YOUR GOAL - Determine how many lines in the material below contain the string "crate", then state only that count.

THE DATA -
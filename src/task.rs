//! One merge task: `PLAN → READ → WRITE → COMMIT → DONE`, with `ABORT`
//! reachable from any non-terminal state. Only the commit phase performs
//! destructive renames; an abort before it rolls back by deleting temp files
//! and the journal, an abort inside it leaves the journal for startup
//! recovery to finish or undo the half-done swap.

use std::path::PathBuf;
use std::sync::atomic::{AtomicBool, Ordering};
use std::sync::{Arc, Mutex};
use std::time::Instant;

use crate::catalogue::Catalogue;
use crate::chunk_merge::{ChunkMerger, MergeOutputMode};
use crate::commit::FileCommitter;
use crate::config::MergeConfig;
use crate::error::MergeError;
use crate::journal::{JournalEntry, MergeJournal};
use crate::resource::{MergeContext, MergeResource};
use crate::segment::{sidecar_path, Segment, SegmentName, INPLACE_MERGE_SUFFIX};
use crate::squeeze::{retire_input, SqueezeMerger};
use crate::telemetry::{merge_metrics, MergeEvent};
use crate::types::SeriesPath;

/// Explicit environment threaded through the merge call chain instead of
/// ambient singletons.
#[derive(Debug)]
pub struct MergeEnv {
    pub config: MergeConfig,
    pub catalogue: Arc<dyn Catalogue>,
    /// Storage-group system directory holding the merge journal.
    pub sys_dir: PathBuf,
}

/// Observable exit code of a merge task.
#[derive(Debug)]
pub enum MergeOutcome {
    Success { new_files: Vec<PathBuf> },
    /// Retry next cycle.
    TransientFailure(String),
    /// Requires operator intervention.
    FatalFailure(String),
}

impl MergeOutcome {
    pub fn is_success(&self) -> bool {
        matches!(self, MergeOutcome::Success { .. })
    }
}

/// Everything the submitter learns when a task finishes.
#[derive(Debug)]
pub struct MergeReport {
    pub task_name: String,
    pub outcome: MergeOutcome,
    pub seq_files: Vec<Arc<Segment>>,
    pub unseq_files: Vec<Arc<Segment>>,
    /// Squeeze outputs; empty for inplace commits (inputs were updated).
    pub new_segments: Vec<Arc<Segment>>,
    pub points_written: u64,
    pub chunks_written: u64,
}

pub type MergeCallback = Box<dyn FnOnce(MergeReport) + Send + 'static>;

#[derive(Debug, Clone, Copy, PartialEq, Eq)]
enum TaskPhase {
    Plan,
    Read,
    Write,
    Commit,
    Done,
}

/// A planned merge over an already-selected, already-reserved working set.
pub struct MergeTask {
    pub env: Arc<MergeEnv>,
    pub resource: MergeResource,
    pub task_name: String,
    pub full_merge: bool,
    pub squeeze: bool,
    pub concurrent_merge_series_num: usize,
    /// Partition directory receiving a squeeze output.
    pub output_dir: PathBuf,
    /// Pinned output name (level promotion); `None` derives the squeeze name.
    pub output_name: Option<SegmentName>,
    /// Series to merge, grouped by device in catalogue order.
    pub series: Vec<SeriesPath>,
    pub cancel: Arc<AtomicBool>,
}

impl MergeTask {
    /// Runs the task to completion on the calling thread, fanning chunk work
    /// out over `pool`. Never panics across the boundary; all failures fold
    /// into the returned report.
    pub fn run(mut self, pool: &rayon::ThreadPool) -> MergeReport {
        let listener = self.env.config.event_listener.clone();
        listener.on_event(MergeEvent::MergeTaskStarted {
            task: self.task_name.clone(),
            seq_files: self.resource.seq_files().len(),
            unseq_files: self.resource.unseq_files().len(),
        });
        let started = Instant::now();
        let context = MergeContext::new();

        let mut phase = TaskPhase::Plan;
        let result = self.do_merge(pool, &context, &mut phase);
        let outcome = match result {
            Ok(new_segments) => {
                merge_metrics::record_merge_duration(started.elapsed());
                merge_metrics::record_points_written(context.total_points_written());
                merge_metrics::record_chunks_written(context.total_chunks_written());
                listener.on_event(MergeEvent::MergeTaskFinished {
                    task: self.task_name.clone(),
                    points_written: context.total_points_written(),
                    chunks_written: context.total_chunks_written(),
                });
                self.cleanup(phase, true);
                let new_files = new_segments.iter().map(|s| s.path()).collect();
                return MergeReport {
                    task_name: self.task_name,
                    outcome: MergeOutcome::Success { new_files },
                    seq_files: self.resource.seq_files().to_vec(),
                    unseq_files: self.resource.unseq_files().to_vec(),
                    new_segments,
                    points_written: context.total_points_written(),
                    chunks_written: context.total_chunks_written(),
                };
            }
            Err(MergeError::Cancelled) => {
                listener.on_event(MergeEvent::MergeTaskCancelled {
                    task: self.task_name.clone(),
                });
                MergeOutcome::TransientFailure("cancelled".to_string())
            }
            Err(e) => {
                merge_metrics::record_merge_failed();
                let fatal = !e.is_transient();
                listener.on_event(MergeEvent::MergeTaskFailed {
                    task: self.task_name.clone(),
                    error: e.to_string(),
                    fatal,
                });
                if fatal {
                    MergeOutcome::FatalFailure(e.to_string())
                } else {
                    MergeOutcome::TransientFailure(e.to_string())
                }
            }
        };

        self.cleanup(phase, false);
        MergeReport {
            task_name: self.task_name,
            outcome,
            seq_files: self.resource.seq_files().to_vec(),
            unseq_files: self.resource.unseq_files().to_vec(),
            new_segments: Vec::new(),
            points_written: context.total_points_written(),
            chunks_written: context.total_chunks_written(),
        }
    }

    fn do_merge(
        &mut self,
        pool: &rayon::ThreadPool,
        context: &MergeContext,
        phase: &mut TaskPhase,
    ) -> Result<Vec<Arc<Segment>>, MergeError> {
        let config = &self.env.config;
        let journal = Mutex::new(MergeJournal::create(&self.env.sys_dir, self.squeeze)?);
        journal.lock()?.log(&JournalEntry::Files {
            seq: self.resource.seq_files().iter().map(|s| s.path()).collect(),
            unseq: self.resource.unseq_files().iter().map(|s| s.path()).collect(),
        })?;
        journal.lock()?.log(&JournalEntry::MergeStart)?;

        *phase = TaskPhase::Read;
        let cancel_result: Result<Vec<Arc<Segment>>, MergeError> = if self.squeeze {
            *phase = TaskPhase::Write;
            let merger = SqueezeMerger {
                resource: &self.resource,
                context,
                journal: &journal,
                pool,
                listener: &config.event_listener,
                min_chunk_point_num: config.chunk_merge_point_threshold,
                sub_task_num: config.merge_chunk_sub_thread_num,
                concurrent_merge_series_num: self.concurrent_merge_series_num,
                cancel: &self.cancel,
            };
            let output = merger.merge(&self.series, &self.output_dir, self.output_name)?;

            *phase = TaskPhase::Commit;
            // Inputs are retired only now that NewFile is durable.
            for input in self
                .resource
                .seq_files()
                .iter()
                .chain(self.resource.unseq_files().iter())
            {
                retire_input(input)?;
            }
            journal.lock()?.log(&JournalEntry::MergeEnd)?;
            Ok(vec![output])
        } else {
            *phase = TaskPhase::Write;
            let merger = ChunkMerger {
                resource: &self.resource,
                context,
                journal: &journal,
                pool,
                output: MergeOutputMode::PerSeqFile,
                full_merge: self.full_merge,
                min_chunk_point_num: config.chunk_merge_point_threshold,
                sub_task_num: config.merge_chunk_sub_thread_num,
                concurrent_merge_series_num: self.concurrent_merge_series_num,
                cancel: &self.cancel,
            };
            merger.merge_series(&self.series)?;

            *phase = TaskPhase::Commit;
            let committer = FileCommitter {
                resource: &self.resource,
                context,
                journal: &journal,
                listener: &config.event_listener,
                cancel: &self.cancel,
            };
            committer.commit_files()?;

            // The sequence files absorbed the unsequence population; retire
            // it. With no sequence files nothing absorbed anything, so the
            // unsequence inputs stay.
            if !self.resource.seq_files().is_empty() {
                for unseq in self.resource.unseq_files() {
                    retire_input(unseq)?;
                }
            }
            Ok(Vec::new())
        };

        let outputs = match cancel_result {
            Ok(outputs) => outputs,
            Err(MergeError::Cancelled) => {
                // Journal the cancellation so a crash during cleanup still
                // rolls back at the next startup.
                journal.lock()?.log(&JournalEntry::Cancel)?;
                return Err(MergeError::Cancelled);
            }
            Err(e) => return Err(e),
        };

        *phase = TaskPhase::Done;
        let journal = journal.into_inner()?;
        journal.close_and_delete()?;
        Ok(outputs)
    }

    /// Deletes temp outputs, releases reservations, and (when the failure
    /// happened before the destructive phase) removes the journal. A failure
    /// inside COMMIT keeps the journal so startup recovery can finish or undo
    /// the half-done swap.
    fn cleanup(&mut self, phase: TaskPhase, success: bool) {
        let listener = self.env.config.event_listener.clone();
        self.resource.release();

        for seq in self.resource.seq_files() {
            let temp = sidecar_path(&seq.path(), INPLACE_MERGE_SUFFIX);
            if !success && temp.exists() {
                if let Err(e) = std::fs::remove_file(&temp) {
                    listener.on_event(MergeEvent::ResourceCloseFailed { error: e.to_string() });
                }
            }
            seq.release_reservation();
        }
        for unseq in self.resource.unseq_files() {
            unseq.release_reservation();
        }
        if !success {
            let journal_path =
                crate::journal::journal_path(&self.env.sys_dir, self.squeeze);
            let keep_journal = phase == TaskPhase::Commit;
            if !keep_journal && journal_path.exists() {
                if let Err(e) = std::fs::remove_file(&journal_path) {
                    listener.on_event(MergeEvent::ResourceCloseFailed { error: e.to_string() });
                }
            }
        }
    }
}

RESPONSE TO THE TASK - 12